A recent interview of Katherine Harris, a representative from Florida, is a good recent example. From the Washington Post:
Rep. Harris Condemns Separation of Church, State
By Jim Stratton
Orlando Sentinel
Saturday, August 26, 2006; Page A09
ORLANDO, Aug. 25 — Rep. Katherine Harris (R-Fla.) said this week that God did not intend for the United States to be a “nation of secular laws” and that the separation of church and state is a “lie we have been told” to keep religious people out of politics.
“If you’re not electing Christians, then in essence you are going to legislate sin,” Harris told interviewers from the Florida Baptist Witness, the weekly journal of the Florida Baptist State Convention. She cited abortion and same-sex marriage as examples of that sin.
Harris, a candidate in the Sept. 5 Republican primary for U.S. Senate, said her religious beliefs “animate” everything she does, including her votes in Congress.
Witness editors interviewed candidates for office, asking them to describe their faith and their positions on certain issues.
Harris has always professed a deep Christian faith. But she has rarely expressed such a fervent evangelical perspective publicly.

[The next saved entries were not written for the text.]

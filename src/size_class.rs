//! Byte count to (alignment group, size group) mapping.
//!
//! | group | range     | granularity | shift |
//! |-------|-----------|-------------|-------|
//! | 1     | 4B..1K    | 4B          | 2     |
//! | 2     | 1K..4K    | 16B         | 4     |
//! | 3     | 4K..32K   | 128B        | 7     |
//! | 4     | 32K..512K | 2K          | 11    |
//! | 5     | 512K..8M  | 32K         | 15    |
//! | 6     | 8M..128M  | 512K        | 19    |
//!
//! Group 0 is never used, so an all-zero address field means "not ours".

// =============================================================================
// Constants
// =============================================================================

/// Alignment groups, including the unused group 0.
pub const A_GROUPS: usize = 7;
/// Size groups per alignment group.
pub const S_GROUPS: usize = 256;

/// Bit position of the alignment group in a heap offset.
pub const GROUP_SHIFT: u32 = 44;
/// Bit position of the size group in a heap offset.
pub const CLASS_SHIFT: u32 = 36;

/// Address span owned by one alignment group (16 TiB).
pub const GROUP_SPAN: usize = 1 << GROUP_SHIFT;
/// Address span owned by one size class (64 GiB).
pub const CLASS_SPAN: usize = 1 << CLASS_SHIFT;
const OFFSET_MASK: usize = CLASS_SPAN - 1;

/// Per-group shift: slot size is `(s_group + 1) << ALIGN_SHIFT[a_group]`.
pub const ALIGN_SHIFT: [u32; A_GROUPS] = [0, 2, 4, 7, 11, 15, 19];

/// Largest request served by a size class (128 MiB).
pub const MAX_SMALL_SIZE: usize = S_GROUPS << ALIGN_SHIFT[A_GROUPS - 1];

/// Alignment group by `leading_zeros(bytes - 1)`; 0 marks sizes past the table.
const GROUP_BY_LZ: [u8; 64] = build_group_table();

const _: () = assert!(MAX_SMALL_SIZE == 128 << 20);
const _: () = assert!(S_GROUPS * CLASS_SPAN == GROUP_SPAN);
const _: () = assert!(A_GROUPS * GROUP_SPAN <= 1 << 47);
const _: () = assert!(GROUP_BY_LZ[63 - 9] == 1 && GROUP_BY_LZ[63 - 10] == 2);
const _: () = assert!(GROUP_BY_LZ[63 - 26] == 6 && GROUP_BY_LZ[63 - 27] == 0);

/// Largest byte count served by `a_group`.
const fn group_max(a_group: usize) -> usize {
  S_GROUPS << ALIGN_SHIFT[a_group]
}

/// For every bit position `b` of `bytes - 1`, the first group whose largest
/// slot still covers `2^(b+1)` bytes.
const fn build_group_table() -> [u8; 64] {
  let mut table = [0u8; 64];
  let mut lz = 0;
  while lz < 64 {
    let bit = 63 - lz;
    let mut group = 1;
    while group < A_GROUPS {
      if bit + 1 < usize::BITS as usize && (1usize << (bit + 1)) <= group_max(group) {
        table[lz] = group as u8;
        break;
      }
      group += 1;
    }
    lz += 1;
  }
  table
}

// =============================================================================
// SizeClass
// =============================================================================

/// One (alignment group, size group) cell: a fixed slot size and its own
/// 64 GiB address window.
#[derive(Clone, Copy, PartialEq, Eq, Hash, Debug)]
pub struct SizeClass {
  a_group: u8,
  s_group: u8,
}

impl SizeClass {
  /// Builds a class from raw coordinates. `a_group` must be in `1..=6`.
  #[inline]
  pub const fn new(a_group: u8, s_group: u8) -> Self {
    debug_assert!(a_group >= 1 && (a_group as usize) < A_GROUPS);
    Self { a_group, s_group }
  }

  /// Smallest class whose slot holds `bytes`; `None` above [`MAX_SMALL_SIZE`].
  /// A zero-byte request maps to the smallest class.
  #[inline]
  pub fn from_size(bytes: usize) -> Option<Self> {
    if bytes > MAX_SMALL_SIZE {
      return None;
    }
    let bytes = bytes.max(1);
    // `| 1` keeps a request of one byte out of the all-zero bucket.
    let lz = ((bytes - 1) | 1).leading_zeros() as usize;
    let a_group = GROUP_BY_LZ[lz];
    debug_assert!(a_group != 0);

    let shift = ALIGN_SHIFT[a_group as usize];
    let rem = (bytes & ((1 << shift) - 1) != 0) as usize;
    let s_group = (bytes >> shift) + rem - 1;
    debug_assert!(s_group < S_GROUPS);
    Some(Self::new(a_group, s_group as u8))
  }

  /// Splits a heap offset (address minus base) into its class and the byte
  /// offset inside the class window. `None` when the group field is 0 or 7.
  #[inline]
  pub fn from_offset(offset: usize) -> Option<(Self, usize)> {
    let a_group = offset >> GROUP_SHIFT;
    if a_group == 0 || a_group >= A_GROUPS {
      return None;
    }
    let s_group = (offset >> CLASS_SHIFT) & (S_GROUPS - 1);
    Some((Self::new(a_group as u8, s_group as u8), offset & OFFSET_MASK))
  }

  #[inline]
  pub const fn a_group(self) -> u8 {
    self.a_group
  }

  #[inline]
  pub const fn s_group(self) -> u8 {
    self.s_group
  }

  #[inline]
  pub const fn align_shift(self) -> u32 {
    ALIGN_SHIFT[self.a_group as usize]
  }

  /// Slot size in bytes.
  #[inline]
  pub const fn size(self) -> usize {
    (self.s_group as usize + 1) << self.align_shift()
  }

  /// Largest power of two dividing every slot address of this class.
  #[inline]
  pub const fn slot_align(self) -> usize {
    1 << self.size().trailing_zeros()
  }

  /// Offset of the class window from the heap base.
  #[inline]
  pub const fn window_offset(self) -> usize {
    (self.a_group as usize) << GROUP_SHIFT | (self.s_group as usize) << CLASS_SHIFT
  }

  /// Number of size-group bits folded into the top of the index field.
  #[inline]
  pub const fn s_bits(self) -> u32 {
    s_bits(self.s_group)
  }

  /// Slot indices the compressed encoding can express for this class.
  #[inline]
  pub const fn index_capacity(self) -> u32 {
    1 << (31 - self.s_bits())
  }

  /// Slots available under a committed-byte `limit`.
  #[inline]
  pub const fn slot_capacity(self, limit: usize) -> u32 {
    let by_bytes = limit / self.size();
    let by_index = self.index_capacity() as usize;
    if by_bytes < by_index { by_bytes as u32 } else { by_index as u32 }
  }
}

/// `floor(log2(s_group))`, with 0 for groups 0 and 1.
#[inline]
pub(crate) const fn s_bits(s_group: u8) -> u32 {
  if s_group < 2 { 0 } else { 7 - s_group.leading_zeros() }
}

#[cfg(test)]
mod tests {
  use super::*;

  fn size_of(bytes: usize) -> usize {
    SizeClass::from_size(bytes).unwrap().size()
  }

  #[test]
  fn documented_examples() {
    assert_eq!(size_of(42), 44);
    // 5000 sits in the 4K..32K range, whose granularity is 128 bytes.
    assert_eq!(size_of(5000), 5120);
  }

  #[test]
  fn group_boundaries() {
    let edges = [
      (1, 1, 0, 4),
      (4, 1, 0, 4),
      (5, 1, 1, 8),
      (1024, 1, 255, 1024),
      (1025, 2, 64, 1040),
      (4096, 2, 255, 4096),
      (4097, 3, 32, 4224),
      (32 << 10, 3, 255, 32 << 10),
      ((32 << 10) + 1, 4, 16, 34 << 10),
      (512 << 10, 4, 255, 512 << 10),
      ((512 << 10) + 1, 5, 16, 544 << 10),
      (8 << 20, 5, 255, 8 << 20),
      ((8 << 20) + 1, 6, 16, (8 << 20) + (512 << 10)),
      (128 << 20, 6, 255, 128 << 20),
    ];
    for (bytes, a, s, size) in edges {
      let class = SizeClass::from_size(bytes).unwrap();
      assert_eq!((class.a_group(), class.s_group()), (a, s), "bytes = {bytes}");
      assert_eq!(class.size(), size, "bytes = {bytes}");
    }
  }

  #[test]
  fn zero_maps_to_smallest_class() {
    assert_eq!(SizeClass::from_size(0), Some(SizeClass::new(1, 0)));
  }

  #[test]
  fn past_the_table_is_none() {
    assert_eq!(SizeClass::from_size(MAX_SMALL_SIZE + 1), None);
    assert_eq!(SizeClass::from_size(usize::MAX), None);
  }

  #[test]
  fn every_size_up_to_64k_is_minimal() {
    let mut prev = 0;
    for bytes in 1..=(64 << 10) {
      let size = size_of(bytes);
      assert!(size >= bytes);
      assert!(size >= prev);
      // The next smaller slot in the same group would not fit.
      let class = SizeClass::from_size(bytes).unwrap();
      let granule = 1 << class.align_shift();
      assert!(size - granule < bytes, "bytes = {bytes}, size = {size}");
      prev = size;
    }
  }

  #[test]
  fn window_offsets_round_trip() {
    for a in 1..A_GROUPS as u8 {
      for s in [0u8, 1, 2, 77, 128, 255] {
        let class = SizeClass::new(a, s);
        let (back, off) = SizeClass::from_offset(class.window_offset() + 12345).unwrap();
        assert_eq!(back, class);
        assert_eq!(off, 12345);
      }
    }
    assert_eq!(SizeClass::from_offset(123), None);
    assert_eq!(SizeClass::from_offset(7 << GROUP_SHIFT), None);
  }

  #[test]
  fn s_bits_is_floor_log2() {
    assert_eq!(s_bits(0), 0);
    assert_eq!(s_bits(1), 0);
    assert_eq!(s_bits(2), 1);
    assert_eq!(s_bits(3), 1);
    assert_eq!(s_bits(4), 2);
    assert_eq!(s_bits(127), 6);
    assert_eq!(s_bits(128), 7);
    assert_eq!(s_bits(255), 7);
  }

  #[test]
  fn slot_capacity_respects_index_width() {
    // 1 KiB slots: 2^26 fit in the window but the index holds only 2^24.
    let class = SizeClass::new(1, 255);
    assert_eq!(class.slot_capacity(CLASS_SPAN), 1 << 24);
    // 128 MiB slots are bounded by bytes.
    let class = SizeClass::new(6, 255);
    assert_eq!(class.slot_capacity(CLASS_SPAN), 512);
  }

  #[test]
  fn slot_align_divides_size() {
    assert_eq!(SizeClass::new(1, 10).slot_align(), 4); // 44
    assert_eq!(SizeClass::new(1, 3).slot_align(), 16); // 16
    assert_eq!(SizeClass::new(6, 255).slot_align(), 128 << 20);
  }
}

Harris told the journalists “we have to have the faithful in government” because that is God’s will. Separating religion and politics is “so wrong because God is the one who chooses our rulers,” she said.
“And if we are the ones not actively involved in electing those godly men and women,” then “we’re going to have a nation of secular laws. That’s not what our Founding Fathers intended, and that certainly isn’t what God intended.”
The reactions were swift:
Political and religious officials responded to her published remarks with outrage and dismay.
Rep. Debbie Wasserman Schultz (D-Fla.) said she was “disgusted” by the comments “and deeply disappointed in Representative Harris personally.”
Harris, Wasserman Schultz said, “clearly shows that she does not deserve to be a representative.”
Ruby Brooks, a veteran Tampa Bay Republican activist, said Harris’s remarks “were offensive to me as a Christian and a Republican.”
“This notion that you’ve been chosen or anointed, it’s offensive,” Brooks said. “We hurt our cause with that more than we help it.”
What will happen now? If enough Florida voters wish to have this kind of representative, then they will – or if enough voters who do not simply stay home on Election Day. We get what we deserve.